Tuesday, October 24, 2006

Unmeditated (and possibly completely wrong) first impressions of Bourdieu

A colleague from school encouraged me to read Bourdieu, so I've been spending the past two hours trying to gather what cursory knowledge I can of him from--how else? hehe!--clicking on links from Google and Wikipedia.

My first impression of Bourdieu is that his concept of habitus sounds very Heideggerian (not surprising for any 20th century thinker, really), so that part I liked. I also like that he disagrees with a purely rationalist understanding of action (which is the same problem I have with Habermas).

One thing I'd like to find out more about, however, is how central is the concept of "class" in Bourdieu's analysis of what shapes one's Weltanschauung (to use the Heideggerian term). My initial scan of the commentaries about Bourdieu seem to imply that class is very central to his thought. I do wonder how I'm going to react to that; my guess is that I'm going to be ambivalent.

On the one hand, I like that Bourdieu seems to broaden the concept of class beyond materialist notions. Very important.

However, despite that, if I do find that the class rhetoric is the central hinge of his critical theory, I think I'm going to be slightly bothered. You see, one thing I've been wondering about these past few years (since beginning work on Arendt) is whether class ought to be our central way of understanding societies; the reason for this is that such frameworks seem to make the notions of power and violence overly, um, essentialist notions. (E.g., At the risk of oversimpliyfing it, I have problems with the notion for example, that, "Regardless of the kind of a person I am, by virtue of living in a third world country, or by virtue of being a woman, I am immediately a 'victim' more than anything else; and regardless of the kind of a person a white American man is, by virtue of his living in a first world country and being a white man, he is automatically an 'oppressor' above all else.") Any essentialist notion of power or violence in my (or should I say, Arendt's) book is dangerous and potentially totalizing (case in point: NPA purges). Following from Arendt, then, I would tend to have a more flexible view of it, making the class-based critique just one among many critiques.
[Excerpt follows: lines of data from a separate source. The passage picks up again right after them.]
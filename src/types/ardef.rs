//! Account Range Definition records and the disjoint-interval index the
//! ARDEF resolver builds from them.

use chrono::NaiveDate;

/// One raw `visa_ardef` row, as read from the metadata store, before the
/// resolver filters, dedupes, and sorts it into an interval index.
#[derive(Debug, Clone)]
pub struct ArdefRecord {
    pub low_key: i64,
    pub table_key: i64,
    pub effective_date: NaiveDate,
    /// `None` means "open-ended" — the resolver treats it as the file's
    /// processing date when filtering for temporal validity.
    pub valid_until: Option<NaiveDate>,
    pub delete_indicator: char,
    pub funding_source: Option<String>,
    pub issuer_country: Option<String>,
    pub issuer_region: Option<String>,
    pub product_id: Option<String>,
    pub product_subtype: Option<String>,
    pub ardef_country: Option<String>,
    pub b2b_program_id: Option<String>,
    pub fast_funds: Option<String>,
    pub nnss_indicator: Option<String>,
    pub technology_indicator: Option<String>,
    pub travel_indicator: Option<String>,
}

impl ArdefRecord {
    /// The sentinel empty interval bound to transactions whose PAN matches
    /// no surviving ARDEF interval. All domain attributes are null.
    pub fn sentinel() -> Self {
        Self {
            low_key: 0,
            table_key: 0,
            effective_date: NaiveDate::from_ymd_opt(1900, 1, 1).unwrap(),
            valid_until: None,
            delete_indicator: ' ',
            funding_source: None,
            issuer_country: None,
            issuer_region: None,
            product_id: None,
            product_subtype: None,
            ardef_country: None,
            b2b_program_id: None,
            fast_funds: None,
            nnss_indicator: None,
            technology_indicator: None,
            travel_indicator: None,
        }
    }
}

/// A sorted vector of pairwise-disjoint closed intervals `[low_key,
/// table_key]`, immutable after construction, searchable in O(log n).
pub struct ArdefIndex {
    records: Vec<ArdefRecord>,
}

impl ArdefIndex {
    pub fn new(records: Vec<ArdefRecord>) -> Self {
        Self { records }
    }

    pub fn len(&self) -> usize {
        self.records.len()
    }

    pub fn is_empty(&self) -> bool {
        self.records.is_empty()
    }

    pub fn records(&self) -> &[ArdefRecord] {
        &self.records
    }

    /// Binary search for the interval containing `account9`. Returns the
    /// sentinel `[0,0]` record when no interval matches.
    pub fn lookup(&self, account9: i64) -> &ArdefRecord {
        let mut lo = 0usize;
        let mut hi = self.records.len();
        while lo < hi {
            let mid = lo + (hi - lo) / 2;
            let rec = &self.records[mid];
            if account9 < rec.low_key {
                hi = mid;
            } else if account9 > rec.table_key {
                lo = mid + 1;
            } else {
                return rec;
            }
        }
        self.sentinel_ref()
    }

    fn sentinel_ref(&self) -> &'static ArdefRecord {
        use std::sync::OnceLock;
        static SENTINEL: OnceLock<ArdefRecord> = OnceLock::new();
        SENTINEL.get_or_init(ArdefRecord::sentinel)
    }
}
In a similar vein, I do get uncomfortable (and I'm no longer talking about Bourdieu here; I'm not even sure if this applies to him), when anyone carelessly appropriates Marx's theory of class as an absolutely universal, universalizable idea, when I do think that it should also be nuanced by a more particularized understanding of what Marx was saying. To put it simply: the realities that Marx was writing about are no longer the same realities present today, and I do think that any good scholar should adopt theories carefully, testing their validity against contemporary realities. I get a little uncomfortable, for example, the way that some Filipino pundits talk about Marx as if Marx had been referring to the Philippine situation, when any reader of Marx will know that he was reacting primarily to the industrial society of 19th century Europe; the "Marxian" critique within primarily agricultural societies wasn't Marx, that was Mao's appropriation of Marx. Again, not that Marx isn't useful; I do think he is one of the most important philosophers of the 19th century, but at the same time he is one philosopher among many, and I think we need to be more faithful to the text and to the context of the text.

I haven't read Weber, but I imagine Weber's notion of social class might also sometimes be misappropriated in a similar way.

At the end of the day, it's the postmodern philosopher in me speaking. I suppose I really have taken Arendt to heart, and I do believe it's the essentialism of the political theories of the late 19th and early 20th centuries that led to the most horrible atrocities of the last century and I'm very wary of essentialism in any social or political theory.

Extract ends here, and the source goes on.